[Recorded data]
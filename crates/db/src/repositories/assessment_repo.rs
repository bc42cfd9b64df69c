//! Repository for the `assessments` table.

use immersion_core::assessment::AssessmentForm;
use immersion_core::types::DbId;
use sqlx::PgExecutor;

use crate::models::assessment::Assessment;

const COLUMNS: &str = "id, convention_id, status, establishment_feedback, last_day_of_presence, \
                       number_of_missed_hours, created_at, updated_at";

pub struct AssessmentRepo;

impl AssessmentRepo {
    /// Insert the assessment of a convention.
    ///
    /// A second assessment for the same convention violates
    /// `uq_assessments_convention_id`.
    pub async fn create(
        executor: impl PgExecutor<'_>,
        convention_id: DbId,
        form: &AssessmentForm,
    ) -> Result<Assessment, sqlx::Error> {
        let query = format!(
            "INSERT INTO assessments (convention_id, status, establishment_feedback, \
                                      last_day_of_presence, number_of_missed_hours)
             VALUES ($1, $2, $3, $4, $5)
             RETURNING {COLUMNS}"
        );
        sqlx::query_as::<_, Assessment>(&query)
            .bind(convention_id)
            .bind(form.status.as_str())
            .bind(form.establishment_feedback.trim())
            .bind(form.last_day_of_presence)
            .bind(form.number_of_missed_hours)
            .fetch_one(executor)
            .await
    }

    pub async fn find_by_convention(
        executor: impl PgExecutor<'_>,
        convention_id: DbId,
    ) -> Result<Option<Assessment>, sqlx::Error> {
        let query = format!("SELECT {COLUMNS} FROM assessments WHERE convention_id = $1");
        sqlx::query_as::<_, Assessment>(&query)
            .bind(convention_id)
            .fetch_optional(executor)
            .await
    }
}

*Work request*.
A copy of each line above that holds the word "Error" is the expected answer.

*Output below*.
    ) -> Result<Assessment, sqlx::Error> {
    ) -> Result<Option<Assessment>, sqlx::Error> {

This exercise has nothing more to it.